Supplied material:
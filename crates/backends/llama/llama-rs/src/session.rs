use baseinf_abi::backend::{InferenceSession, PerfCounters, SessionParams};
use baseinf_abi::error::{EngineError, Result};
use baseinf_abi::token::Token;
use tracing::{debug, trace};

use crate::batch::LlamaBatch;
use crate::context::LlamaContext;
use crate::model::LlamaModel;
use crate::params::LlamaParams;
use crate::sampling::LlamaSampler;

/// Context, batch and greedy sampler for one generation run.
///
/// Fields drop in declaration order: sampler, batch, then context. The
/// model is borrowed, so it always outlives the session.
pub struct LlamaSession<'m> {
    sampler: LlamaSampler,
    batch: LlamaBatch,
    context: LlamaContext<'m>,
}

impl<'m> LlamaSession<'m> {
    pub fn new(model: &'m LlamaModel, params: &SessionParams) -> Result<Self> {
        let llama_params = LlamaParams::for_session(params);
        let context = LlamaContext::new(model, &llama_params)?;
        let sampler = LlamaSampler::greedy()?;
        let batch = LlamaBatch::new(params.n_batch as usize);
        debug!(
            "[session] ready: n_ctx={} n_batch={}",
            context.n_ctx(),
            batch.capacity()
        );
        Ok(Self {
            sampler,
            batch,
            context,
        })
    }

    /// Stage `tokens` at `n_past..`; `false` if they do not fit the batch.
    fn stage(&mut self, tokens: &[Token], n_past: usize) -> bool {
        if tokens.is_empty() {
            return false;
        }
        match self.batch.set_tokens(tokens, n_past) {
            Ok(()) => true,
            Err(full) => {
                debug!("[session] {} tokens exceed batch capacity {}", tokens.len(), full.capacity);
                false
            }
        }
    }
}

impl InferenceSession for LlamaSession<'_> {
    fn encode(&mut self, tokens: &[Token]) -> Result<()> {
        if !self.stage(tokens, 0) {
            return Err(EngineError::Encode(-1));
        }
        trace!("[session] encode {} tokens", tokens.len());
        self.context.encode(&self.batch).map_err(EngineError::Encode)
    }

    fn decode(&mut self, tokens: &[Token], n_past: usize) -> Result<()> {
        let err = |code| EngineError::Decode {
            n_past,
            n_tokens: tokens.len(),
            code,
        };
        if !self.stage(tokens, n_past) {
            return Err(err(-1));
        }
        self.context.decode(&self.batch).map_err(err)
    }

    fn sample(&mut self) -> Result<Token> {
        self.sampler.sample(&self.context)
    }

    fn perf(&self) -> Option<PerfCounters> {
        let ctx = self.context.perf();
        let smpl = self.sampler.perf();
        Some(PerfCounters {
            load_ms: ctx.t_load_ms,
            prompt_eval_ms: ctx.t_p_eval_ms,
            n_prompt_eval: ctx.n_p_eval,
            eval_ms: ctx.t_eval_ms,
            n_eval: ctx.n_eval,
            sample_ms: smpl.t_sample_ms,
            n_sample: smpl.n_sample,
        })
    }
}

Activity: In the data above, find each line that has the word "Result" and copy it out.

Problem solution:
use baseinf_abi::error::{EngineError, Result};
    pub fn new(model: &'m LlamaModel, params: &SessionParams) -> Result<Self> {
    fn encode(&mut self, tokens: &[Token]) -> Result<()> {
    fn decode(&mut self, tokens: &[Token], n_past: usize) -> Result<()> {
    fn sample(&mut self) -> Result<Token> {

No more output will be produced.